On 16 December 2025, the European Commission presented the Proposal for a Regulation establishing a framework of measures for strengthening the Union’s biotechnology and biomanufacturing sectors, in particular in the area of health — COM(2025) 1022 final/2, CELEX 52025PC1022. It is the first EU legislative act dedicated in a comprehensive manner to health biotechnologies, and one of the most ambitious of the von der Leyen II Commission.

The context is clear: the EU generates world-class research but struggles to translate it into competitive products.
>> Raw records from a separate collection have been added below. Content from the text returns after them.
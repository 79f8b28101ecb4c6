use camino::{Utf8Path, Utf8PathBuf};

macro_rules! define_paths {
    ($name:ident { $($field:ident : $default:expr),* $(,)? }) => {
        #[derive(Clone, Debug)]
        pub struct $name {
            $(pub $field: Utf8PathBuf,)*
        }

        impl $name {
            pub fn to_absolute(mut self, base: &Utf8Path) -> Self {
                $(self.$field = base.join(self.$field);)*
                self
            }

            pub fn new(base: &Utf8Path) -> Self {
                Self::default().to_absolute(base)
            }
        }

        impl Default for $name {
            fn default() -> Self {
                Self {
                    $($field: $default.into(),)*
                }
            }
        }
    };
}

define_paths!(AppPaths {
    mods: "mods",
    natives: "natives",
    staging: "tmp",
    store: "mods.toml",
});

impl AppPaths {
    /// Staging extraction directory for one archive, keyed by base name.
    pub fn staging_dir(&self, base_name: &str) -> Utf8PathBuf {
        self.staging.join(base_name)
    }
}
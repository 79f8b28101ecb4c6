use camino::{Utf8Path, Utf8PathBuf};
use std::fs;
use tracing::warn;

use crate::core::archive::ArchiveReader;
use crate::core::bundles;
use crate::core::extractor::{locate_descriptor, ArchiveExtractor, ExtractMode};
use crate::core::modinfo;
use crate::core::store::EnabledMods;
use crate::models::error::Error;
use crate::models::mod_dto::{ModEntry, ModNode};
use crate::models::paths::AppPaths;

/// Archive file extension picked up by discovery.
pub const ARCHIVE_EXT: &str = "zip";

/// Builds the mod catalog from the archives in the mods folder.
pub struct CatalogBuilder<'a, R: ArchiveReader> {
    reader: &'a R,
    paths: &'a AppPaths,
    staging_mode: ExtractMode,
}

impl<'a, R: ArchiveReader> CatalogBuilder<'a, R> {
    pub fn new(reader: &'a R, paths: &'a AppPaths, staging_mode: ExtractMode) -> Self {
        Self {
            reader,
            paths,
            staging_mode,
        }
    }

    /// Lists candidate archives in the mods folder, sorted by path.
    /// The extension match is case-sensitive: `Foo.ZIP` is not picked up.
    /// Directories are excluded even when their name matches.
    pub fn list_archives(&self) -> Result<Vec<Utf8PathBuf>, Error> {
        let mut archives = Vec::new();
        for entry in self.paths.mods.read_dir_utf8()? {
            let path = entry?.into_path();
            if path.is_file() && path.extension() == Some(ARCHIVE_EXT) {
                archives.push(path);
            }
        }

        archives.sort();
        Ok(archives)
    }

    /// Reads one archive's descriptor into a leaf entry, `enabled` unset.
    pub fn read_mod_archive(&self, archive_path: &Utf8Path) -> Result<ModEntry, Error> {
        let bytes = fs::read(archive_path)
            .map_err(|e| Error::ArchiveUnreadable(format!("{archive_path}: {e}")))?;
        let entries = self.reader.list_entries(&bytes)?;
        let descriptor = locate_descriptor(&entries, archive_path)?;

        let extracted = self
            .reader
            .extract(&bytes, std::slice::from_ref(&descriptor.name))?;
        let text = extracted
            .get(&descriptor.name)
            .map(|b| String::from_utf8_lossy(b).into_owned())
            .unwrap_or_default();
        let info = modinfo::parse(&text);

        Ok(ModEntry {
            file_path: archive_path.to_owned(),
            name: info.name,
            bundle_name: info.name_as_bundle,
            description: info.description,
            author: info.author,
            version: info.version,
            preview_path: info.screenshot,
            enabled: false,
        })
    }

    /// Builds the bundle-resolved catalog.
    ///
    /// One bad archive never takes the catalog down: unreadable archives
    /// and descriptor failures are logged and skipped. Only an unreadable
    /// mods folder is fatal. Staging extraction (per `staging_mode`) is
    /// guaranteed for every cataloged mod as a side effect, so previews
    /// are on disk before the list is rendered.
    pub fn build(&self, store: &EnabledMods) -> Result<Vec<ModNode>, Error> {
        let extractor = ArchiveExtractor::new(self.reader);

        let mut leaves = Vec::new();
        for archive_path in self.list_archives()? {
            let mut entry = match self.read_mod_archive(&archive_path) {
                Ok(entry) => entry,
                Err(e) => {
                    warn!("skipping {archive_path}: {e}");
                    continue;
                }
            };
            entry.enabled = store.contains(entry.base_name());

            let staged = extractor.stage(&archive_path, &self.paths.staging, self.staging_mode);
            if let Err(e) = staged {
                warn!("skipping {archive_path}: staging failed: {e}");
                continue;
            }

            leaves.push(entry);
        }

        Ok(bundles::resolve(leaves))
    }
}
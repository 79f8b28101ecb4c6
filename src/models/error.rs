use derive_more::Display;
use serde::{Deserialize, Serialize};

#[derive(Serialize, Deserialize, Display, Debug, Clone, PartialEq, Eq)]
pub enum Error {
    #[display("unreadable archive: {_0}")]
    ArchiveUnreadable(String),
    #[display("no modinfo.ini in {_0}")]
    DescriptorNotFound(String),
    #[display("more than one modinfo.ini in {_0}")]
    DescriptorAmbiguous(String),
    #[display("mod '{_0}' has no backing archive")]
    NoBackingArchive(String),
    #[display("IO error: {_0}")]
    Io(String),
    #[display("invalid path: {_0}")]
    InvalidPath(String),
    #[display("parse error: {_0}")]
    Parse(String),
}

impl std::error::Error for Error {}

impl From<std::io::Error> for Error {
    fn from(e: std::io::Error) -> Self {
        Error::Io(e.to_string())
    }
}

impl From<zip::result::ZipError> for Error {
    fn from(e: zip::result::ZipError) -> Self {
        Error::ArchiveUnreadable(e.to_string())
    }
}
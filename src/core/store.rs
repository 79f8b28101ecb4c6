use camino::Utf8Path;
use serde::{Deserialize, Serialize};
use std::fs;
use tracing::debug;

use crate::models::error::Error;

/// Persisted set of enabled mods, keyed by archive base file name.
///
/// The file is a plain TOML list under the `enabledMods` key so users can
/// inspect and hand-edit it. Stored order is insertion order; overlay
/// rebuilds replay mods in exactly this order.
#[derive(Serialize, Deserialize, Default, Debug, Clone, PartialEq, Eq)]
pub struct EnabledMods {
    #[serde(rename = "enabledMods", default)]
    pub enabled_mods: Vec<String>,
}

impl EnabledMods {
    /// Loads the store. A missing or unparsable file yields the empty set,
    /// never an error.
    pub fn load(path: &Utf8Path) -> EnabledMods {
        match fs::read_to_string(path) {
            Ok(text) => toml::from_str(&text).unwrap_or_else(|e| {
                debug!("unparsable store {path}: {e}");
                EnabledMods::default()
            }),
            Err(e) => {
                debug!("no store at {path}: {e}");
                EnabledMods::default()
            }
        }
    }

    /// Writes the store through a temporary sibling file, then renames it
    /// over `path`, so a load never observes a half-written list.
    pub fn save(&self, path: &Utf8Path) -> Result<(), Error> {
        let text = toml::to_string(self).map_err(|e| Error::Parse(e.to_string()))?;

        let tmp = path.with_extension("toml.tmp");
        fs::write(&tmp, text)?;
        fs::rename(&tmp, path)?;
        Ok(())
    }

    pub fn contains(&self, base_name: &str) -> bool {
        self.enabled_mods.iter().any(|name| name == base_name)
    }

    pub fn add(&mut self, base_name: &str) {
        if !self.contains(base_name) {
            self.enabled_mods.push(base_name.to_string());
        }
    }

    pub fn remove(&mut self, base_name: &str) {
        self.enabled_mods.retain(|name| name != base_name);
    }
}
use crate::models::mod_info::ModInfo;

/// File name of the descriptor every mod archive carries.
pub const DESCRIPTOR_NAME: &str = "modinfo.ini";

/// Parses descriptor text into a `ModInfo`.
///
/// Each line is split at its first `=`; the rest of the line, further `=`
/// included, is the value, untrimmed. Lines without a separator are
/// skipped. Keys match case-sensitively; a duplicated key keeps its last
/// value. There is no failure mode; malformed input just yields a partial
/// record.
pub fn parse(text: &str) -> ModInfo {
    let normalized = text.replace('\r', "");

    let mut info = ModInfo::default();
    for line in normalized.lines() {
        let Some((key, value)) = line.split_once('=') else {
            continue;
        };
        match key {
            "name" => info.name = value.to_string(),
            "NameAsBundle" => info.name_as_bundle = value.to_string(),
            "description" => info.description = value.to_string(),
            "author" => info.author = value.to_string(),
            "version" => info.version = value.to_string(),
            "screenshot" => info.screenshot = value.to_string(),
            _ => {}
        }
    }

    info
}
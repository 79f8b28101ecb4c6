use crate::models::paths::AppPaths;
use camino::Utf8PathBuf;
use serde::{Deserialize, Serialize};

const APP_NAME: &str = "mod_overlay";

/// Application settings: where mod archives live and where the overlay is
/// materialized. All paths default relative to the working directory.
#[derive(Serialize, Deserialize, Debug, Clone)]
pub struct AppSettings {
    pub version: u8,
    pub mods_folder: Utf8PathBuf,
    pub natives_folder: Utf8PathBuf,
    pub staging_folder: Utf8PathBuf,
    /// When set, catalog building stages only each mod's preview image
    /// instead of the full payload.
    pub preview_only_staging: bool,
}

impl Default for AppSettings {
    fn default() -> Self {
        Self {
            version: 0,
            mods_folder: "mods".into(),
            natives_folder: "natives".into(),
            staging_folder: "tmp".into(),
            preview_only_staging: false,
        }
    }
}

impl AppSettings {
    pub fn load() -> Result<AppSettings, confy::ConfyError> {
        confy::load(APP_NAME, None)
    }

    /// Like `load`, but a missing or unreadable settings file falls back
    /// to the defaults.
    pub fn load_or_default() -> AppSettings {
        Self::load().unwrap_or_default()
    }

    pub fn save(&self) -> Result<(), confy::ConfyError> {
        confy::store(APP_NAME, None, self)
    }

    pub fn paths(&self) -> AppPaths {
        AppPaths {
            mods: self.mods_folder.clone(),
            natives: self.natives_folder.clone(),
            staging: self.staging_folder.clone(),
            ..AppPaths::default()
        }
    }
}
The gap with the United States and China in the biotech sector is significant and growing. The Proposal seeks to address this by acting on multiple fronts simultaneously: access to financing, regulatory simplification, use of artificial intelligence (AI) throughout the medicinal product lifecycle, and strengthened biosecurity.

On the technical side, the Proposal amends six existing regulations:

  • (EC) No 178/2002 (food law)
  • (EC) No 1394/2007 (advanced therapy medicinal products — ATMPs)
  • (EU) No 536/2014 (clinical trials — CTR)
  • (EU) 2019/6 (veterinary medicinal products)
  • (EU) 2024/795 and Reg. (EU) 2024/1938 (substances of human origin — SoHO)

The amendments to Reg. (EU) No 536/2014 are the most significant for data protection practitioners. The Joint Opinion proposes to replace Article 93 CTR in its entirety, introducing a coherent and harmonised framework for the processing of personal data in clinical trials — a field that has suffered from deep fragmentation: divergent legal bases, inconsistent approaches to informed consent, and additional safeguards imposed unilaterally by each Member State.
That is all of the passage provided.